#### The task:
The lines to copy run from the one containing "epsilon = 1e-15));" through the last line of the listing; copy them exactly and nothing more.

#### Data to process:
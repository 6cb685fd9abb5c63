//! Welch power spectral density, modelled on `scipy.signal.welch`.

use crate::kernel::{ConfigError, ExecInvariantViolation, KernelLifecycle, Read1D};
use crate::signal::traits::{Spectrum, WelchPsd1D};
use crate::signal::traits::WindowGenerate;
use crate::signal::windows::{WindowConfig, WindowKernel};
use alloc::{format, vec, vec::Vec};
use core::{fmt, str::FromStr};
use neurosig_core::{Error, Result};
use rustfft::num_complex::Complex;
use rustfft::{Fft, FftPlanner};

/// Normalisation of the averaged periodogram.
#[derive(Debug, Clone, Copy, PartialEq, Eq, Hash, Default)]
#[cfg_attr(
    feature = "serde",
    derive(serde::Serialize, serde::Deserialize),
    serde(rename_all = "lowercase")
)]
pub enum Scaling {
    /// Power spectral density in `V**2/Hz`, scaled by `1 / (fs * sum(w**2))`.
    #[default]
    Density,
    /// Power spectrum in `V**2`, scaled by `1 / sum(w)**2`.
    Spectrum,
}

impl Scaling {
    /// Lower-case name, as accepted by [`FromStr`].
    pub fn as_str(&self) -> &'static str {
        match self {
            Scaling::Density => "density",
            Scaling::Spectrum => "spectrum",
        }
    }
}

impl FromStr for Scaling {
    type Err = Error;

    fn from_str(s: &str) -> Result<Self> {
        match s {
            "density" => Ok(Scaling::Density),
            "spectrum" => Ok(Scaling::Spectrum),
            other => Err(Error::invalid_arg(
                "scaling",
                format!("expected one of 'density', 'spectrum', got '{other}'"),
            )),
        }
    }
}

impl fmt::Display for Scaling {
    fn fmt(&self, f: &mut fmt::Formatter<'_>) -> fmt::Result {
        f.write_str(self.as_str())
    }
}

/// Trend removed from each segment before windowing.
#[derive(Debug, Clone, Copy, PartialEq, Eq, Hash, Default)]
#[cfg_attr(
    feature = "serde",
    derive(serde::Serialize, serde::Deserialize),
    serde(rename_all = "lowercase")
)]
pub enum Detrend {
    /// Leave segments untouched.
    None,
    /// Subtract the segment mean.
    #[default]
    Constant,
}

/// Zero-padded forward transform of `x` into `buf`, whose length is the plan's `nfft`. Only the
/// first `nfft / 2 + 1` bins are meaningful for real input.
fn rfft_real_into(fft: &dyn Fft<f64>, x: &[f64], buf: &mut [Complex<f64>]) {
    buf.fill(Complex::new(0.0, 0.0));
    for (dst, src) in buf.iter_mut().zip(x.iter().copied()) {
        *dst = Complex::new(src, 0.0);
    }
    fft.process(buf);
}

fn onesided_freqs(nfft: usize, fs: f64) -> Vec<f64> {
    let n_freq = nfft / 2 + 1;
    (0..n_freq).map(|k| k as f64 * fs / nfft as f64).collect()
}

fn segment_starts(len: usize, nperseg: usize, noverlap: usize) -> Vec<usize> {
    let hop = nperseg - noverlap;
    (0..)
        .map(|i| i * hop)
        .take_while(|start| start + nperseg <= len)
        .collect()
}

/// Constructor config for [`WelchKernel`].
#[derive(Debug, Clone, Copy, PartialEq)]
#[cfg_attr(feature = "serde", derive(serde::Serialize, serde::Deserialize))]
pub struct WelchConfig {
    /// Sampling frequency in Hz.
    pub fs: f64,
    /// Segment length. Clipped to the input length.
    pub nperseg: usize,
    /// Samples shared by consecutive segments. `None` selects `nperseg / 2`.
    pub noverlap: Option<usize>,
    /// FFT length, zero-padding each segment. `None` selects `nperseg`.
    pub nfft: Option<usize>,
    /// Output normalisation.
    pub scaling: Scaling,
    /// Per-segment detrending.
    pub detrend: Detrend,
}

impl Default for WelchConfig {
    fn default() -> Self {
        Self {
            fs: 1.,
            nperseg: 256,
            noverlap: None,
            nfft: None,
            scaling: Scaling::Density,
            detrend: Detrend::Constant,
        }
    }
}

/// Welch PSD estimator: Hann-windowed, one-sided, mean-averaged periodograms.
#[derive(Debug, Clone, Copy, PartialEq)]
pub struct WelchKernel {
    fs: f64,
    nperseg: usize,
    noverlap: Option<usize>,
    nfft: Option<usize>,
    scaling: Scaling,
    detrend: Detrend,
}

impl KernelLifecycle for WelchKernel {
    type Config = WelchConfig;

    fn try_new(config: Self::Config) -> core::result::Result<Self, ConfigError> {
        if !config.fs.is_finite() || config.fs <= 0.0 {
            return Err(ConfigError::invalid(
                "fs",
                format!("fs must be finite and > 0, got {}", config.fs),
            ));
        }
        if config.nperseg == 0 {
            return Err(ConfigError::invalid("nperseg", "nperseg must be > 0"));
        }
        if let Some(noverlap) = config.noverlap.filter(|n| *n >= config.nperseg) {
            return Err(ConfigError::invalid(
                "noverlap",
                format!(
                    "noverlap must be less than nperseg = {}, got {noverlap}",
                    config.nperseg
                ),
            ));
        }
        if let Some(nfft) = config.nfft.filter(|n| *n < config.nperseg) {
            return Err(ConfigError::invalid(
                "nfft",
                format!("nfft must be >= nperseg = {}, got {nfft}", config.nperseg),
            ));
        }
        Ok(Self {
            fs: config.fs,
            nperseg: config.nperseg,
            noverlap: config.noverlap,
            nfft: config.nfft,
            scaling: config.scaling,
            detrend: config.detrend,
        })
    }
}

impl WelchKernel {
    /// Number of one-sided frequency bins produced for an input of `input_len` samples.
    pub fn expected_len(&self, input_len: usize) -> usize {
        let nperseg = self.nperseg.min(input_len);
        self.nfft.unwrap_or(nperseg).max(nperseg) / 2 + 1
    }

    fn estimate(&self, x: &[f64]) -> core::result::Result<Spectrum<f64>, ExecInvariantViolation> {
        if x.is_empty() {
            return Err(ExecInvariantViolation::InvalidState {
                reason: "welch input must be non-empty",
            });
        }
        let nperseg = self.nperseg.min(x.len());
        if nperseg < self.nperseg {
            log::trace!("welch: nperseg {} clipped to input length {nperseg}", self.nperseg);
        }
        let noverlap = self.noverlap.unwrap_or(nperseg / 2);
        if noverlap >= nperseg {
            return Err(ExecInvariantViolation::InvalidState {
                reason: "noverlap must be less than the segment length",
            });
        }
        let nfft = self.nfft.unwrap_or(nperseg).max(nperseg);

        let window = WindowKernel::try_new(WindowConfig {
            nx: nperseg,
            sym: false,
        })?
        .run_alloc()?;
        let scale = match self.scaling {
            Scaling::Density => 1. / (self.fs * window.iter().map(|w| w * w).sum::<f64>()),
            Scaling::Spectrum => 1. / window.iter().sum::<f64>().powi(2),
        };
        let n_freq = nfft / 2 + 1;
        let starts = segment_starts(x.len(), nperseg, noverlap);
        let mut accum = vec![0.0; n_freq];
        let mut segment = vec![0.0; nperseg];
        let fft = FftPlanner::<f64>::new().plan_fft_forward(nfft);
        let mut spec = vec![Complex::new(0.0, 0.0); nfft];
        for &start in &starts {
            let raw = &x[start..start + nperseg];
            let mean = match self.detrend {
                Detrend::None => 0.,
                Detrend::Constant => raw.iter().sum::<f64>() / nperseg as f64,
            };
            segment
                .iter_mut()
                .zip(raw.iter().zip(&window))
                .for_each(|(s, (v, w))| *s = (v - mean) * w);
            rfft_real_into(fft.as_ref(), &segment, &mut spec);
            for (k, (a, c)) in accum.iter_mut().zip(&spec[..n_freq]).enumerate() {
                let mut p = c.norm_sqr() * scale;
                // fold negative frequencies, except DC and an even-length Nyquist bin
                if k != 0 && !(nfft % 2 == 0 && k == nfft / 2) {
                    p *= 2.;
                }
                *a += p;
            }
        }

        let inv = 1.0 / starts.len() as f64;
        accum.iter_mut().for_each(|v| *v *= inv);
        Ok((onesided_freqs(nfft, self.fs), accum))
    }
}

impl WelchPsd1D<f64> for WelchKernel {
    fn run_alloc<I>(
        &self,
        input: &I,
    ) -> core::result::Result<Spectrum<f64>, ExecInvariantViolation>
    where
        I: Read1D<f64> + ?Sized,
    {
        let input = input.read_slice().map_err(ExecInvariantViolation::from)?;
        self.estimate(input)
    }
}

/// Estimate the power spectral density of `x` with Welch's method.
///
/// `x` is split into segments of `nperseg` samples overlapping by `noverlap`. Each segment is
/// detrended, multiplied by a periodic Hann window and transformed; the one-sided
/// periodograms are averaged. Returns `(freqs, pxx)` with `nfft / 2 + 1` bins.
///
/// ```
/// use neurosig::signal::spectral::{welch, Scaling, WelchConfig};
///
/// let fs = 100.;
/// let x: Vec<f64> = (0..400)
///     .map(|i| (2. * core::f64::consts::PI * 10. * i as f64 / fs).sin())
///     .collect();
/// let (f, pxx) = welch(
///     &x,
///     WelchConfig { fs, nperseg: 100, scaling: Scaling::Spectrum, ..Default::default() },
/// )
/// .unwrap();
/// assert_eq!(f[10], 10.);
/// assert!((pxx[10] - 0.5).abs() < 1e-9);
/// ```
pub fn welch(x: &[f64], config: WelchConfig) -> Result<Spectrum<f64>> {
    let kernel = WelchKernel::try_new(config)?;
    Ok(kernel.run_alloc(x)?)
}

#[cfg(test)]
mod tests {
    use super::*;
    use approx::{assert_abs_diff_eq, assert_relative_eq};
    use core::f64::consts::PI;
    use crate::signal::windows::hann;

    fn test_signal() -> Vec<f64> {
        let fs = 100.0;
        (0..512)
            .map(|i| {
                let t = i as f64 / fs;
                (2.0 * PI * 5.0 * t).sin() + 0.2 * (2.0 * PI * 12.0 * t).sin()
            })
            .collect()
    }

    fn config(fs: f64, nperseg: usize) -> WelchConfig {
        WelchConfig {
            fs,
            nperseg,
            ..Default::default()
        }
    }

    #[test]
    fn welch_detects_main_frequency_bin() {
        let x = test_signal();
        let (f, pxx) = welch(&x, config(100.0, 128)).unwrap();
        let (idx, _) = pxx
            .iter()
            .enumerate()
            .max_by(|a, b| a.1.total_cmp(b.1))
            .expect("max bin");
        assert_abs_diff_eq!(f[idx], 5.0, epsilon = 1.0);
        assert_eq!(f.len(), 65);
        assert_eq!(pxx.len(), 65);
    }

    #[test]
    fn spectrum_scaling_recovers_sine_power() {
        let fs = 100.;
        let x: Vec<f64> = (0..400)
            .map(|i| 2. * (2. * PI * 10. * i as f64 / fs).sin())
            .collect();
        let (_, pxx) = welch(
            &x,
            WelchConfig {
                scaling: Scaling::Spectrum,
                ..config(fs, 100)
            },
        )
        .unwrap();
        // A**2 / 2 for a bin-centred sine of amplitude A
        assert_relative_eq!(pxx[10], 2., epsilon = 1e-9);
        assert!(pxx[20] < 1e-12);
    }

    #[test]
    fn density_and_spectrum_differ_by_window_gain() {
        let x = test_signal();
        let (_, density) = welch(&x, config(100., 64)).unwrap();
        let (_, spectrum) = welch(
            &x,
            WelchConfig {
                scaling: Scaling::Spectrum,
                ..config(100., 64)
            },
        )
        .unwrap();
        let w = hann(64, false);
        let ratio = w.iter().sum::<f64>().powi(2) / (100. * w.iter().map(|v| v * v).sum::<f64>());
        density
            .iter()
            .zip(&spectrum)
            .for_each(|(d, s)| assert_relative_eq!(*d, s * ratio, max_relative = 1e-9));
    }

    #[test]
    fn constant_detrend_removes_offset() {
        let x: Vec<f64> = test_signal().iter().map(|v| v + 3.).collect();
        let (_, detrended) = welch(&x, config(100., 128)).unwrap();
        let (_, raw) = welch(
            &x,
            WelchConfig {
                detrend: Detrend::None,
                ..config(100., 128)
            },
        )
        .unwrap();
        assert!(raw[0] > 1.);
        assert!(detrended[0] < raw[0] / 100.);
    }

    #[test]
    fn nfft_zero_pads_to_a_finer_grid() {
        let x = test_signal();
        let (f, pxx) = welch(
            &x,
            WelchConfig {
                nfft: Some(1000),
                ..config(100., 128)
            },
        )
        .unwrap();
        assert_eq!(f.len(), 501);
        assert_eq!(pxx.len(), 501);
        assert_relative_eq!(f[1], 0.1, epsilon = 1e-12);
    }

    #[test]
    fn short_input_clips_segment_length() {
        let x = [1., 2., 0., -1., 0.5];
        let kernel = WelchKernel::try_new(config(10., 64)).unwrap();
        assert_eq!(kernel.expected_len(x.len()), 3);
        let (f, pxx) = kernel.run_alloc(&x).unwrap();
        assert_eq!(f.len(), 3);
        assert_eq!(pxx.len(), 3);
    }

    #[test]
    fn welch_kernel_contracts_validate_config() {
        assert!(matches!(
            WelchKernel::try_new(config(100.0, 0)),
            Err(ConfigError::InvalidArgument { arg: "nperseg", .. })
        ));
        assert!(matches!(
            WelchKernel::try_new(config(0.0, 8)),
            Err(ConfigError::InvalidArgument { arg: "fs", .. })
        ));
        assert!(matches!(
            WelchKernel::try_new(WelchConfig {
                noverlap: Some(8),
                ..config(1., 8)
            }),
            Err(ConfigError::InvalidArgument { arg: "noverlap", .. })
        ));
        assert!(matches!(
            WelchKernel::try_new(WelchConfig {
                nfft: Some(4),
                ..config(1., 8)
            }),
            Err(ConfigError::InvalidArgument { arg: "nfft", .. })
        ));
        let kernel = WelchKernel::try_new(config(1., 8)).unwrap();
        assert!(matches!(
            kernel.run_alloc(&Vec::<f64>::new()),
            Err(ExecInvariantViolation::InvalidState { .. })
        ));
    }

    #[test]
    fn scaling_parses() {
        assert_eq!("spectrum".parse::<Scaling>().unwrap(), Scaling::Spectrum);
        assert!(matches!(
            "magnitude".parse::<Scaling>(),
            Err(Error::InvalidArg { ref arg, .. }) if arg == "scaling"
        ));
    }

    #[test]
    fn padded_segments_do_not_leak_into_each_other() {
        let segment: Vec<f64> = (0..100).map(|i| ((i * 13 % 17) as f64).sin()).collect();
        let cfg = WelchConfig {
            noverlap: Some(0),
            nfft: Some(256),
            ..config(100., 100)
        };
        let (_, single) = welch(&segment, cfg).unwrap();
        let repeated = [segment.as_slice(), segment.as_slice(), segment.as_slice()].concat();
        let (_, averaged) = welch(&repeated, cfg).unwrap();
        assert_eq!(averaged.len(), 129);
        single
            .iter()
            .zip(&averaged)
            .for_each(|(a, b)| assert_relative_eq!(*a, *b, max_relative = 1e-12, epsilon = 1e-15));
    }
}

#### Expected answer:
            .for_each(|(a, b)| assert_relative_eq!(*a, *b, max_relative = 1e-12, epsilon = 1e-15));
    }
}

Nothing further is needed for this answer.